Saturday 27 June 2015

Jesus the Feminist

Women in the Catholic Church

Ordaining women priests would be a way for the Catholic church to tackle the crisis of recruitment to the priesthood.  Women are often strong advocates of the values of church life; women are active agents in the organisation of church community events; women often lead the way in the Catholic education system (especially mothers in supporting school events) and what do the gospels show about the women in the early church?

Women were THERE

Women were present in key events throughout Jesus’s life, including being selected to be the first witnesses to the Resurrection. Given historical, community or spiritual perspectives, there are surely no sensible reasons for the Catholic authorities to put restrictions on what women are capable of.

It has happened and it happens anyway

In extremis, women have had priestly powers in the past: during times of plague, women were allowed to baptise, give the last rites and bury people (especially when the male priests were too afraid to enter a village.) “Emergency baptisms” by midwives were encouraged by the medieval church when a priest could not get to a dying baby in time. The Anglican church in the present time has fully embraced female vicars. Many other religions throughout human history have given women prominent roles in sacred rites: from Ancient Egyptian priestesses to modern day female rabbis.

Jesus was a feminist

Jesus’s treatment of women was radical: 

  • He ignored ritual impurity laws about menstruation (Mark Chapter 5 Verse 25)
  • He stated men and women should be treated equally in divorce (Mark Chapter 10 Verse 11)
  • He expressed compassionate concern for widows (Luke has six positive references to widows)
  • parables often have parallel male/female stories (see the stories starting at Luke 2:25, Luke 4:25, Luke 4:31, Luke 7:36, Luke 17:34)
  • He interacts with “sinful women” (Luke Chapter 7 Verse 37)
  • He accepted women in His inner circle (Luke Chapter 8, Verse 1)
  • He taught women contrary to the restrictions on female education (Luke Chapter 10 Verse 38)
  • He used equalizing language like “daughters of Abraham” (Luke Chapter 13 Verse 16)
  • He talked to foreign women (John Chapter 4 Verse 7)
  • and, to cap it all, the key event of Christianity shows the men running away from the Crucifixion (apart from John) or disbelieving the Resurrection but
  • the women are fully present at the death of Jesus and given the first sightings of the Risen Christ.



Paul at his worst

Much of what we have inherited of restrictive Christianity comes from the letters of Paul or the Old Testament. The words of Jesus are far more subversive and simple. And therefore challenging with their focus on love, forgiveness and mercy, traditionally feminine qualities.
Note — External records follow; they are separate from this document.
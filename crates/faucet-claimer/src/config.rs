//! Configuration management for the faucet claimer.

use crate::error::{ClaimerError, ClaimerResult};
use serde::{Deserialize, Serialize};
use std::path::{Path, PathBuf};
use std::time::Duration;

/// Claim endpoint of the Humanity Protocol testnet faucet
pub const DEFAULT_ENDPOINT: &str = "https://faucet.testnet.humanity.org/api/claim";

/// Record file holding the stored address
pub const DEFAULT_ADDRESS_FILE: &str = "address.json";

/// Config file picked up automatically when present in the working directory
pub const DEFAULT_CONFIG_FILE: &str = "faucet-claimer.toml";

const DEFAULT_INTERVAL_SECS: u64 = 60;
const DEFAULT_REQUEST_TIMEOUT_SECS: u64 = 30;

/// Prefix of environment variables read by [`ClaimerConfig::load`]
pub const ENV_PREFIX: &str = "CLAIMER";

/// Configuration for the faucet claimer
#[derive(Debug, Clone, Serialize, Deserialize)]
pub struct ClaimerConfig {
    /// Faucet API configuration
    pub faucet: FaucetConfig,

    /// Local address record configuration
    pub storage: StorageConfig,

    /// Claim schedule configuration
    pub schedule: ScheduleConfig,
}

/// Faucet API configuration
#[derive(Debug, Clone, Serialize, Deserialize)]
pub struct FaucetConfig {
    /// URL the claim request is POSTed to
    pub endpoint: String,

    /// Per-request timeout in seconds
    pub request_timeout_secs: u64,
}

/// Local address record configuration
#[derive(Debug, Clone, Serialize, Deserialize)]
pub struct StorageConfig {
    /// Path of the JSON record holding the address
    pub address_file: PathBuf,
}

/// Claim schedule configuration
#[derive(Debug, Clone, Serialize, Deserialize)]
pub struct ScheduleConfig {
    /// Seconds to wait between claims
    pub interval_secs: u64,
}

impl Default for ClaimerConfig {
    fn default() -> Self {
        Self {
            faucet: FaucetConfig {
                endpoint: DEFAULT_ENDPOINT.to_string(),
                request_timeout_secs: DEFAULT_REQUEST_TIMEOUT_SECS,
            },
            storage: StorageConfig {
                address_file: PathBuf::from(DEFAULT_ADDRESS_FILE),
            },
            schedule: ScheduleConfig {
                interval_secs: DEFAULT_INTERVAL_SECS,
            },
        }
    }
}

impl ClaimerConfig {
    /// Build the configuration from defaults, an optional TOML file and
    /// `CLAIMER_*` environment variables, in increasing precedence.
    ///
    /// Nested keys use `__` as separator, e.g. `CLAIMER_SCHEDULE__INTERVAL_SECS`.
    pub fn load(path: Option<&Path>) -> ClaimerResult<Self> {
        Self::load_with_env_prefix(path, ENV_PREFIX)
    }

    fn load_with_env_prefix(path: Option<&Path>, env_prefix: &str) -> ClaimerResult<Self> {
        let mut builder = config::Config::builder()
            .set_default("faucet.endpoint", DEFAULT_ENDPOINT)?
            .set_default(
                "faucet.request_timeout_secs",
                DEFAULT_REQUEST_TIMEOUT_SECS as i64,
            )?
            .set_default("storage.address_file", DEFAULT_ADDRESS_FILE)?
            .set_default("schedule.interval_secs", DEFAULT_INTERVAL_SECS as i64)?;

        if let Some(path) = path {
            builder = builder.add_source(
                config::File::from(path).format(config::FileFormat::Toml),
            );
        }

        let settings = builder
            .add_source(
                config::Environment::with_prefix(env_prefix)
                    .prefix_separator("_")
                    .separator("__")
                    .try_parsing(true),
            )
            .build()?;

        Ok(settings.try_deserialize()?)
    }

    /// Load configuration from a TOML file
    pub fn from_file<P: AsRef<Path>>(path: P) -> ClaimerResult<Self> {
        Self::load(Some(path.as_ref()))
    }

    /// Save configuration to a TOML file
    pub fn save_to_file<P: AsRef<Path>>(&self, path: P) -> anyhow::Result<()> {
        let toml_string = toml::to_string_pretty(self)?;
        std::fs::write(path, toml_string)?;
        Ok(())
    }

    /// Validate the configuration
    pub fn validate(&self) -> ClaimerResult<()> {
        let url = reqwest::Url::parse(&self.faucet.endpoint).map_err(|e| {
            ClaimerError::InvalidConfig(format!(
                "Faucet endpoint '{}' is not a valid URL: {}",
                self.faucet.endpoint, e
            ))
        })?;

        if !matches!(url.scheme(), "http" | "https") {
            return Err(ClaimerError::InvalidConfig(format!(
                "Faucet endpoint must use http or https, got '{}'",
                url.scheme()
            )));
        }

        if self.faucet.request_timeout_secs == 0 {
            return Err(ClaimerError::InvalidConfig(
                "Request timeout must be greater than 0".to_string(),
            ));
        }

        if self.schedule.interval_secs == 0 {
            return Err(ClaimerError::InvalidConfig(
                "Claim interval must be greater than 0".to_string(),
            ));
        }

        if self.storage.address_file.as_os_str().is_empty() {
            return Err(ClaimerError::InvalidConfig(
                "Address file path must not be empty".to_string(),
            ));
        }

        Ok(())
    }

    pub fn interval(&self) -> Duration {
        Duration::from_secs(self.schedule.interval_secs)
    }
}

impl FaucetConfig {
    pub fn request_timeout(&self) -> Duration {
        Duration::from_secs(self.request_timeout_secs)
    }
}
In Colm Tóibín’s Testament of Mary, Tóibín presents an authentic woman insisting on the truth, even though the gospel writers caring for her have “outstayed their welcome.” Mary confides that “Words matter” and she resists the attempts of her carers (interrogators? jailors?) to remember events in Jesus’s life that suit their own narrative. One of her minders, she complains, “is ready to scowl impatiently when the story I tell him does not stretch to whatever limits he has ordained.” Mary wants to tell the real story, “or else everything that happened will become a sweet story that will grow poisonous as bright berries that hang low on trees.” Paul, rabidly egotistical after his conversion on the Road to Damascus, I think, has been the seed-source of the poisonous berries in terms of the Catholic Church’s attitudes to women. Paul’s misogyny is so yesterday….
Hans Speckaert's Conversion of St Paul on the Road to Damascus

Paul at his best – 1 Corinthians Chapter 13

If I speak in the tongues of mortals and of angels, but do not have love, I am a noisy gong or a clanging cymbal. And if I have prophetic powers, and understand all mysteries and all knowledge, and if I have all faith, so as to remove mountains, but do not have love, I am nothing. If I give away all my possessions, and if I hand over my body so that I may boast, but do not have love, I gain nothing.

Love is patient; love is kind; love is not envious or boastful or arrogant or rude. It does not insist on its own way; it is not irritable or resentful; love does not rejoice in wrongdoing, but rejoices in the truth. Love bears all things, believes all things, hopes all things, endures all things.

Love never ends. But as for prophecies, they will come to an end; as for tongues, they will cease; as for knowledge, it will come to an end. For we know only in part, and we prophesy only in part; but when that which is perfect comes, the partial will come to an end.

When I was a child, I spoke like a child, I thought like a child, I reasoned like a child; but when I became an adult, I put away childish things. For now we see through a glass darkly, but we will then see face to face. Now I know only in part; then I will know fully, even as I have been fully known.

And now abideth faith, hope, and love, these three; and the greatest of these is love.